(Task requirements): Copy every line of the data that includes the string "TestClient".

(Exercise inputs):
──────
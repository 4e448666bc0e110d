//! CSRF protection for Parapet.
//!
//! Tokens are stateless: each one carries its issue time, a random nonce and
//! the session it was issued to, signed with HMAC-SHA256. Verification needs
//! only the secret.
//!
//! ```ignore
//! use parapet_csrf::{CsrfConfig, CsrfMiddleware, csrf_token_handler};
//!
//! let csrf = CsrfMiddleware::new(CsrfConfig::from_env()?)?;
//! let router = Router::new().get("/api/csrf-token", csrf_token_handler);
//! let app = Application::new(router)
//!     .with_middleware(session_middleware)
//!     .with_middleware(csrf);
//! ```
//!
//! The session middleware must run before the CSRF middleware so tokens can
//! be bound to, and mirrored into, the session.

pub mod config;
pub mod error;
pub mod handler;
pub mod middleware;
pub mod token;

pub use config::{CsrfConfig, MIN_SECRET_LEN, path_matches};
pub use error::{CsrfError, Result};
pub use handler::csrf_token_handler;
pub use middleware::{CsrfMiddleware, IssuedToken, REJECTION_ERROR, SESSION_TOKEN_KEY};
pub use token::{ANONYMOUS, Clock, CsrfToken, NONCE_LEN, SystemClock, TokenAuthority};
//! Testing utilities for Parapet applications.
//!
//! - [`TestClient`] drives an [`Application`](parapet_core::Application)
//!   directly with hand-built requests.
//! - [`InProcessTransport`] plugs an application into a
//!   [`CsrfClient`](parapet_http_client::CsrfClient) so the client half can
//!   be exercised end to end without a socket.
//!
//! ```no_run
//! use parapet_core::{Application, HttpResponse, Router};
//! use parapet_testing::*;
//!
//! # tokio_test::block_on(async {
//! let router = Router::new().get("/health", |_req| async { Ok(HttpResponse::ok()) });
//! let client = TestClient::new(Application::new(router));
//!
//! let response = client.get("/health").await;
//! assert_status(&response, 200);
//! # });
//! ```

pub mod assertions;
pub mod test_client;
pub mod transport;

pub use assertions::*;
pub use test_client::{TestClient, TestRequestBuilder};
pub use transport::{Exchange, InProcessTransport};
──────
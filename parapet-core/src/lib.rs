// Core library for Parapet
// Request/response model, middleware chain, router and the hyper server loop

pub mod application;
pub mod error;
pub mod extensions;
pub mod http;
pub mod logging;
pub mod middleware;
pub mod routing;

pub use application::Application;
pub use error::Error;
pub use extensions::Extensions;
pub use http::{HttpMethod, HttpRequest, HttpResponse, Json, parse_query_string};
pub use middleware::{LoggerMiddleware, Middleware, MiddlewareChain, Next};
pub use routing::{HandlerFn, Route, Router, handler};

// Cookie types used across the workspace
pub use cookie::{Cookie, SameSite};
──────
(Task response):
//! - [`TestClient`] drives an [`Application`](parapet_core::Application)
//! let client = TestClient::new(Application::new(router));
pub use test_client::{TestClient, TestRequestBuilder};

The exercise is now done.